### EXERCISE GOAL
Scan the records for "types" and copy each line that contains it.

Collected data entries:
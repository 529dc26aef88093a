//! Account metric snapshots and their sources.
//!
//! `AccountMetric` is a serialization contract only: no relation between its
//! fields is computed or enforced here.

mod error;
mod source;
mod types;

pub use error::MetricsError;
pub use source::{AccountMetricSource, InMemoryMetricSource};
pub use types::AccountMetric;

### RESPONSE AREA
mod types;
pub use types::AccountMetric;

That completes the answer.